-------- Given data --------

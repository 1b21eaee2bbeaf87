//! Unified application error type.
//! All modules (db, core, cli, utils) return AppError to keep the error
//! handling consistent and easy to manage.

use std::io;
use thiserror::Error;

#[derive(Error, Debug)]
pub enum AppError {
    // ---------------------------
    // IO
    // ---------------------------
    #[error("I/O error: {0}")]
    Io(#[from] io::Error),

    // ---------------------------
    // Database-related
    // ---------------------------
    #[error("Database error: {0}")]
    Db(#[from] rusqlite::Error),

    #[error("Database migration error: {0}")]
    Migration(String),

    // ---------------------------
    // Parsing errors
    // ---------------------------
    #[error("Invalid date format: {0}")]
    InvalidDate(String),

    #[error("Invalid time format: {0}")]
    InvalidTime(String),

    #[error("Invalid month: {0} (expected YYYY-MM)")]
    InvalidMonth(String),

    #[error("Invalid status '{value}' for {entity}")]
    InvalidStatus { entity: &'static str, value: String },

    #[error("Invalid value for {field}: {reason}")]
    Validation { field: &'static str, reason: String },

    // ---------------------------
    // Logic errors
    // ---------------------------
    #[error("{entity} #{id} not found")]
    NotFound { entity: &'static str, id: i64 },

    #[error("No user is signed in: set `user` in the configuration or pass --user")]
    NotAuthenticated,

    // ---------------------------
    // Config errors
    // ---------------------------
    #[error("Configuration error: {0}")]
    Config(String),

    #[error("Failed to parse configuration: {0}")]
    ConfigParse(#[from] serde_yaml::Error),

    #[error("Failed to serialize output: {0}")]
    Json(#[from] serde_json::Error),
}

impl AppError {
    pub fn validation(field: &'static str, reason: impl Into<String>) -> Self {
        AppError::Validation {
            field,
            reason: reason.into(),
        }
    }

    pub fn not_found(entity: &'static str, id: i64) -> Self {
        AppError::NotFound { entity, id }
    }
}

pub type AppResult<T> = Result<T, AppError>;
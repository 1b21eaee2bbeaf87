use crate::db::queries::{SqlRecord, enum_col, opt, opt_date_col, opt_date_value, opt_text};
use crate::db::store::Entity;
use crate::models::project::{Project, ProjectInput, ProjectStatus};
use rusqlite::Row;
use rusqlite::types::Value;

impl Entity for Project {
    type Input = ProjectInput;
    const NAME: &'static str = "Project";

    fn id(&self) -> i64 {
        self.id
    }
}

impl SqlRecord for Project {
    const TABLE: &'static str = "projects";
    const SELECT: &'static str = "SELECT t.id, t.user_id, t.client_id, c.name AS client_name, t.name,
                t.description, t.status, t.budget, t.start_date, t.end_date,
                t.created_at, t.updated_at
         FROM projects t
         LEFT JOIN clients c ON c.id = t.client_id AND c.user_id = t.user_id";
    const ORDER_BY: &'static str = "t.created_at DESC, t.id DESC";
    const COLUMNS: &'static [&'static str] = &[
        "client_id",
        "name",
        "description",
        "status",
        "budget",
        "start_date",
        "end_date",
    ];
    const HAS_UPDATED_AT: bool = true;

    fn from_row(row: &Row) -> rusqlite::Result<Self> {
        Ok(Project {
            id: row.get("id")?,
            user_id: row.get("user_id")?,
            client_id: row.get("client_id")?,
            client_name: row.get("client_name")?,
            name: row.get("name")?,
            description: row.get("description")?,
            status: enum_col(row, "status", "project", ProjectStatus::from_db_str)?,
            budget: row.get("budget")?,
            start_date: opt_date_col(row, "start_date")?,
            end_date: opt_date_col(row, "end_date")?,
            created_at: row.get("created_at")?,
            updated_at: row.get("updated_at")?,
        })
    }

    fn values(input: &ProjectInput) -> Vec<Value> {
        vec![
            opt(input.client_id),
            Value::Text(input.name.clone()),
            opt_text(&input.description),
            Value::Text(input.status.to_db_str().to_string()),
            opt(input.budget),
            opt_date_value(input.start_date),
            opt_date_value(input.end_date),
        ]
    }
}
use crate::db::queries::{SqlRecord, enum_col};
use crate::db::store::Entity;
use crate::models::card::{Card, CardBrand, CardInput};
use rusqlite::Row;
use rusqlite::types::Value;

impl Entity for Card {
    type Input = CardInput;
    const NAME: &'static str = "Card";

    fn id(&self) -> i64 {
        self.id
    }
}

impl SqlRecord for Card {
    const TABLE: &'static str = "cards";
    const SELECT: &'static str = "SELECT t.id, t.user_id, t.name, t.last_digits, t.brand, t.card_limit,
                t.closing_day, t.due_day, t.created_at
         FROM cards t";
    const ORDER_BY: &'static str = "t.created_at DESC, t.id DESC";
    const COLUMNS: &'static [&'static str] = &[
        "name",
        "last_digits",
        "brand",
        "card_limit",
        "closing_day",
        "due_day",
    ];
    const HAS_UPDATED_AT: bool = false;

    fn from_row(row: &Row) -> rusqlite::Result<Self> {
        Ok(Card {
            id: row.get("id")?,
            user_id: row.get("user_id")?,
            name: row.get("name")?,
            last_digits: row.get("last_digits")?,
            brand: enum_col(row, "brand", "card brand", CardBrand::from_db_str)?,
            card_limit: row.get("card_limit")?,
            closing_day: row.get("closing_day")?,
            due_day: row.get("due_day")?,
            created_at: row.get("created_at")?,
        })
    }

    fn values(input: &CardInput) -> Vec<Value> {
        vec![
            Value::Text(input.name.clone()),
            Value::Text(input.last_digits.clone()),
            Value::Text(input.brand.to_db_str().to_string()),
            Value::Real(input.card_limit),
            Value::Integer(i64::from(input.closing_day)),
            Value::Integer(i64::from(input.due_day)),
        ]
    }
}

--------

*What is needed*
Look through the data and gather every line with the string "format" in it.

*Response to this task*
    #[error("Invalid date format: {0}")]
    #[error("Invalid time format: {0}")]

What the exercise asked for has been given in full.